Read through the entries below and return each line with the word "iTerm".
------ Data for processing
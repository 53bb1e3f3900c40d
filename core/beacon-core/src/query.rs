//! Read-only query surface: paged lists, text rendering and focus selectors.

use std::fmt::Write as _;

use beacon_protocol::{ItemStatus, SessionItem, SessionList};

use crate::session::{Session, SessionStatus};

pub fn session_item(session: &Session) -> SessionItem {
    let waiting = session.is_waiting();
    SessionItem {
        id: session.id(),
        name: session.qualified_display_name(),
        status: match session.status {
            SessionStatus::Running => ItemStatus::Running,
            SessionStatus::WaitingInput => ItemStatus::WaitingInput,
            SessionStatus::Stopped => ItemStatus::Stopped,
        },
        path: session.cwd.clone(),
        waiting_reason: session
            .waiting_reason
            .filter(|_| waiting)
            .map(|r| r.as_str().to_string()),
        is_acknowledged: waiting.then_some(session.is_acknowledged),
        tool: session.tool_name.clone(),
        tty: session.tty.clone(),
    }
}

/// Pages an already-ordered session list. `limit: None` returns the rest.
pub fn list_sessions(sessions: &[Session], offset: usize, limit: Option<usize>) -> SessionList {
    let page = sessions
        .iter()
        .skip(offset)
        .take(limit.unwrap_or(usize::MAX))
        .map(session_item)
        .collect();
    SessionList {
        sessions: page,
        offset,
        total: sessions.len(),
    }
}

pub fn render_text(list: &SessionList) -> String {
    if list.sessions.is_empty() {
        return "No active sessions\n".to_string();
    }
    let mut out = String::new();
    for (i, item) in list.sessions.iter().enumerate() {
        let mut status = item.status.as_str().to_string();
        if let Some(reason) = &item.waiting_reason {
            status.push_str(&format!(" ({})", reason));
        }
        if item.is_acknowledged == Some(true) {
            status.push_str(" [ack]");
        }
        let _ = writeln!(
            out,
            "{:>3}  {:<24} {:<32} {}",
            list.offset + i,
            item.name,
            status,
            item.path
        );
    }
    if list.offset + list.sessions.len() < list.total {
        let _ = writeln!(out, "... {} of {} shown", list.sessions.len(), list.total);
    }
    out
}

/// How the CLI picks a session to focus.
#[derive(Debug, Clone, PartialEq, Eq)]
pub enum Selector {
    /// Zero-based position in the displayed list.
    Index(usize),
    /// Composite id, or a bare session id that names exactly one session.
    Id(String),
    /// Red before yellow; most recently updated wins ties.
    HighestPriorityWaiting,
}

impl Selector {
    pub fn select<'a>(&self, sessions: &'a [Session]) -> Option<&'a Session> {
        match self {
            Selector::Index(index) => sessions.get(*index),
            Selector::Id(id) => {
                if let Some(exact) = sessions.iter().find(|s| s.id() == *id) {
                    return Some(exact);
                }
                let mut bare = sessions.iter().filter(|s| s.session_id == *id);
                match (bare.next(), bare.next()) {
                    (Some(only), None) => Some(only),
                    _ => None,
                }
            }
            Selector::HighestPriorityWaiting => sessions
                .iter()
                .filter(|s| s.is_waiting())
                .max_by(|a, b| {
                    a.urgency()
                        .cmp(&b.urgency())
                        .then_with(|| a.updated_at.cmp(&b.updated_at))
                }),
        }
    }
}
//! Agent hook handler.
//!
//! Reads the hook payload from stdin, fills in where the session lives
//! (tty, terminal, editor, tmux) from this process's environment, and
//! applies the event to the store.
//!
//! ## State Machine
//!
//! ```text
//! SessionStart / UserPromptSubmit → running   (revives stopped sessions)
//! PreToolUse                      → running + tool flag
//!                                   (waiting/unknown for questions)
//! PostToolUse                     → clears tool flag
//! PermissionRequest               → waiting (permissionPrompt)
//! Notification                    → classified: permission / idle / other
//! Stop                            → waiting (stop) unless permission pending
//! SessionEnd                      → stopped
//! ```

use std::io::{self, Read};
use std::path::Path;
use std::time::Duration;

use beacon_core::config::{self, BeaconConfig};
use beacon_core::environment::provenance::{EnvSnapshot, Provenance};
use beacon_core::process::parent_pid;
use beacon_core::{HookInput, Session, SessionStore};
use chrono::Utc;

use crate::error::{HookError, Result};

/// Set on agent subprocesses spawned by Beacon itself (e.g. summaries).
const SKIP_ENV: &str = "BEACON_SKIP_HOOK";

pub fn run() -> Result<()> {
    if std::env::var(SKIP_ENV)
        .map(|v| v == "1")
        .unwrap_or(false)
    {
        let _ = io::stdin().read_to_end(&mut Vec::new());
        return Ok(());
    }

    let mut raw = String::new();
    io::stdin()
        .read_to_string(&mut raw)
        .map_err(HookError::Stdin)?;
    if raw.trim().is_empty() {
        return Ok(());
    }

    let base = config::beacon_dir()?;
    let cfg = BeaconConfig::load(&base);
    let timeout = Duration::from_millis(cfg.environment.probe_timeout_ms);
    let agent_pid = parent_pid().unwrap_or_else(std::process::id);
    let provenance = Provenance::capture(&EnvSnapshot::from_env(), agent_pid, timeout);

    handle_input(&raw, &base, &cfg, &provenance).map(|_| ())
}

pub(crate) fn handle_input(
    raw: &str,
    base: &Path,
    cfg: &BeaconConfig,
    provenance: &Provenance,
) -> Result<Option<Session>> {
    let mut input: HookInput = serde_json::from_str(raw)
        .map_err(|e| HookError::Malformed(format!("hook input: {}", e)))?;
    provenance.fill_missing(&mut input);

    let store = SessionStore::open(&config::store_path(base), cfg.store.clone());
    let session = store.update(&input)?;

    match &session {
        Some(session) => {
            touch_heartbeat(base);
            tracing::debug!(
                event = ?input.hook_event_name,
                session = %session.id(),
                status = ?session.status,
                "Recorded hook event"
            );
        }
        None => tracing::debug!(
            event = ?input.hook_event_name,
            session = ?input.session_id,
            "Skipped hook event"
        ),
    }
    Ok(session)
}

fn touch_heartbeat(base: &Path) {
    use fs_err::OpenOptions;
    use std::io::Write as _;

    let _ = fs_err::create_dir_all(base);
    if let Ok(mut file) = OpenOptions::new()
        .create(true)
        .write(true)
        .truncate(true)
        .open(config::heartbeat_path(base))
    {
        let _ = writeln!(file, "{}", Utc::now().timestamp());
    }
}

#[cfg(test)]
mod tests {
    use super::*;
    use beacon_core::{SessionStatus, WaitingReason};
    use tempfile::tempdir;

    fn provenance() -> Provenance {
        Provenance {
            tty: Some("/dev/ttys001".to_string()),
            term_program: Some("iTerm.app".to_string()),
            ..Default::default()
        }
    }

    fn handle(base: &Path, raw: &str) -> Result<Option<Session>> {
        handle_input(raw, base, &BeaconConfig::default(), &provenance())
    }

    #[test]
    fn test_turn_sequence_ends_waiting_for_stop() {
        let temp = tempdir().unwrap();
        for event in ["SessionStart", "PreToolUse", "PostToolUse", "Stop"] {
            let raw = format!(
                r#"{{"session_id": "s1", "cwd": "/work/app", "hook_event_name": "{}", "tool_name": "Bash"}}"#,
                event
            );
            handle(temp.path(), &raw).unwrap();
        }

        let store = SessionStore::open(&config::store_path(temp.path()), Default::default());
        let session = store.get("s1:/dev/ttys001").unwrap().unwrap();
        assert_eq!(session.status, SessionStatus::WaitingInput);
        assert_eq!(session.waiting_reason, Some(WaitingReason::Stop));
        assert!(!session.is_tool_running);
        assert_eq!(session.term_program.as_deref(), Some("iTerm.app"));
        assert!(config::heartbeat_path(temp.path()).exists());
    }

    #[test]
    fn test_permission_text_without_type() {
        let temp = tempdir().unwrap();
        handle(
            temp.path(),
            r#"{"session_id": "s1", "cwd": "/work/app", "hook_event_name": "Notification", "message": "Permission to run rm -rf?"}"#,
        )
        .unwrap();
        let store = SessionStore::open(&config::store_path(temp.path()), Default::default());
        let session = store.get("s1:/dev/ttys001").unwrap().unwrap();
        assert_eq!(session.waiting_reason, Some(WaitingReason::PermissionPrompt));
    }

    #[test]
    fn test_payload_tty_beats_captured_tty() {
        let temp = tempdir().unwrap();
        let session = handle(
            temp.path(),
            r#"{"session_id": "s1", "cwd": "/work/app", "tty": "/dev/ttys009", "hook_event_name": "SessionStart"}"#,
        )
        .unwrap()
        .unwrap();
        assert_eq!(session.id(), "s1:/dev/ttys009");
    }

    #[test]
    fn test_malformed_json_is_an_error() {
        let temp = tempdir().unwrap();
        let err = handle(temp.path(), "{not json").unwrap_err();
        assert!(matches!(err, HookError::Malformed(_)));
        assert!(!config::store_path(temp.path()).exists());
    }

    #[test]
    fn test_missing_session_id_is_an_error() {
        let temp = tempdir().unwrap();
        let err = handle(temp.path(), r#"{"cwd": "/work/app", "hook_event_name": "Stop"}"#)
            .unwrap_err();
        assert!(matches!(err, HookError::Core(_)));
    }

    #[test]
    fn test_end_for_unknown_session_is_skipped() {
        let temp = tempdir().unwrap();
        let result = handle(
            temp.path(),
            r#"{"session_id": "ghost", "cwd": "/work/app", "hook_event_name": "SessionEnd"}"#,
        )
        .unwrap();
        assert!(result.is_none());
        assert!(!config::heartbeat_path(temp.path()).exists());
    }
}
------------
• [Written response]
            term_program: Some("iTerm.app".to_string()),
        assert_eq!(session.term_program.as_deref(), Some("iTerm.app"));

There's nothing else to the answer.